Following the tying instructions given below I’ve listed some of my favorite soft-hackle patterns. While most of them are tied with partridge feathers, you can tie a whole range of soft-hackle wet flies using grouse, pheasant, woodcock, snipe, starling, grackle, sparrow, common hen in various colors, and, yes, even pigeon. For exceptionally soft-hackled flies, especially in the smaller sizes (#16-20), you might also want to tie some using the aftershaft feathers attached to the main body feathers of most of these birds; these mostly dun-colored feathers are the softest of the soft hackles and should not be overlooked by the tyer. They are very effective, especially in slower-moving or still water, where they are most productive. The ultra-soft and heavily-barbuled feathers found around the anus of most roosters and hens are also quite useful, especially grizzly; I refer to this feather often as a CPF (chicken-poop) feather throughout my web site.

Hook Selection

The soft-hackle wet fly is usually tied on wet fly hooks (any shape, model, and size you like) because it is usually most effective fished just under the surface. You may, however, tie it on lighter-wire dry-fly hooks to fish it in the surface film, perhaps as a drowned nymph that didn’t quite make it. A general rule for determining which hook to use is this: If you want the fly to imitate a caddis, tie it on a regular or short-shank hook without a tail; if you want it to imitate a mayfly, tie it on a regular or long-shank hook and add a tail.

While it’s most often used for trout, soft-hackle wet fly is also a fine steelhead and salmon fly, especially in heavily-fished waters or when the water is low. For a deeper, faster-sinking fly, use a 2x heavy wire hook or weight the fly with a copper wire or lead-wrapped body. Some anglers even tie it with a bead-head. Its effectiveness is not limited to fresh water either — it’s a productive bonefish fly, especially in smaller sizes (#8-#10).

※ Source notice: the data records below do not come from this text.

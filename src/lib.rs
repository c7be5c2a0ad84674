pub mod clock;
pub mod config;
pub mod dispatch;
pub mod error;
pub mod health;
pub mod logging;
pub mod notes;
pub mod notification;
pub mod playbook;
pub mod poller;
pub mod snapshot;
pub mod state;

pub use clock::{Clock, ManualClock, SharedClock, SystemClock, system_clock};
pub use config::{ModelRef, PilotConfig, ProjectPaths};
pub use dispatch::{
    CollectedResults, DispatchOptions, DispatchOrchestrator, DispatchPlan, GroupStore,
    ParallelGroup, ParallelTrack, Planner, TrackStatus, WorkerClient,
};
pub use error::{PilotError, Result, WorkerError};
pub use health::{AgentVariant, ModelHealthRegistry};
pub use notes::{JsonlNoteSink, MemoryNoteSink, Note, NoteSink};
pub use notification::{DispatchEvent, EventType, Notifier};
pub use playbook::{NextAction, PlaybookCache, PlaybookContext, PlaybookRegistry, decide_next_action};
pub use poller::{BackgroundPoller, LifecycleEvent, TickReport};
pub use snapshot::{DispatchSnapshot, SnapshotWriter};
pub use state::{SessionEvent, SessionState, SessionStateStore};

Fishing the Soft-Hackle Wet Fly

Probably the most common way to fish a soft-hackle wet fly is to cast it across and slightly downstream, letting it sink and then swing in the current, rising with the tightening line much as a natural rises to the surface before hatching. It’s on this rise that fish usually strike. Another productive method is to cast the fly upstream on a short cast and then let it dead-drift back to you just under the surface (or, if tied on a light-wire hook, in the surface film). On lakes and ponds a soft hackle fly cast in front of a cruising trout and then twitched slightly can be absolutely deadly. Many soft-hackle fly anglers, especially in Europe, favor fishing two or three of these flies (of different colors and sizes) at a time.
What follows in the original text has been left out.